DATA PROVIDED —

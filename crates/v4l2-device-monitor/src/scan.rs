use crate::{device, probe::DeviceProbe, V4l2Device};
use tracing::{event, Level};

/// Fixed candidate namespace covered by one-shot discovery.
const DEV_PATH_BASES: [&str; 2] = ["/dev/video", "/dev/v4l2/video"];
const MAX_DEVICE_INDEX: u32 = 64;

/// Probes every candidate path once and returns the records that classified.
///
/// Per-candidate failures are skipped; an empty result is valid. Output order
/// is deterministic for a fixed filesystem state.
pub(crate) fn scan(probe: &dyn DeviceProbe) -> Vec<V4l2Device> {
  let mut devices = Vec::new();

  for index in 0..MAX_DEVICE_INDEX {
    for base in &DEV_PATH_BASES {
      let path = format!("{}{}", base, index);
      if let Some(device) = device::probe_device(probe, &path, None, None) {
        devices.push(device);
      }
    }
  }

  event!(target: "v4l2-device-monitor", Level::DEBUG, devices.len = devices.len(), "static scan finished");
  devices
}
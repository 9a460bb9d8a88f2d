use bitflags::bitflags;
use serde::{Deserialize, Serialize};
use smallvec::SmallVec;
use std::iter::FromIterator;

bitflags! {
  /// Device capability flags as reported by `VIDIOC_QUERYCAP`.
  pub struct Capabilities: u32 {
    const VIDEO_CAPTURE = 0x0000_0001;
    const VIDEO_OUTPUT = 0x0000_0002;
    const VIDEO_OVERLAY = 0x0000_0004;
    const VIDEO_M2M = 0x0000_8000;
    const READ_WRITE = 0x0100_0000;
    const STREAMING = 0x0400_0000;
    const DEVICE_CAPS = 0x8000_0000;
  }
}

/// One image format a device advertises on its capture or output queue.
#[derive(Debug, Clone, PartialEq, Eq, Serialize, Deserialize)]
pub struct FormatDesc {
  fourcc: String,
  description: String,
}

impl FormatDesc {
  pub fn new(fourcc: impl Into<String>, description: impl Into<String>) -> FormatDesc {
    FormatDesc {
      fourcc: fourcc.into(),
      description: description.into(),
    }
  }

  pub fn fourcc(&self) -> &str {
    &self.fourcc
  }

  pub fn description(&self) -> &str {
    &self.description
  }
}

/// Capability descriptor of a probed device.
///
/// Consumers treat this as opaque; the monitor only tests it for emptiness.
#[derive(Debug, Clone, Default, PartialEq, Eq, Serialize, Deserialize)]
#[serde(transparent)]
pub struct DeviceCaps {
  formats: SmallVec<[FormatDesc; 4]>,
}

impl DeviceCaps {
  pub fn formats(&self) -> &[FormatDesc] {
    &self.formats
  }

  pub fn len(&self) -> usize {
    self.formats.len()
  }

  pub fn is_empty(&self) -> bool {
    self.formats.is_empty()
  }
}

impl FromIterator<FormatDesc> for DeviceCaps {
  fn from_iter<I: IntoIterator<Item = FormatDesc>>(iter: I) -> DeviceCaps {
    DeviceCaps {
      formats: iter.into_iter().collect(),
    }
  }
}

WHAT YOU SHOULD DO — Pull every line containing the string "event" out of the data above and copy it.

RESPONSE AREA —
use tracing::{event, Level};
  event!(target: "v4l2-device-monitor", Level::DEBUG, devices.len = devices.len(), "static scan finished");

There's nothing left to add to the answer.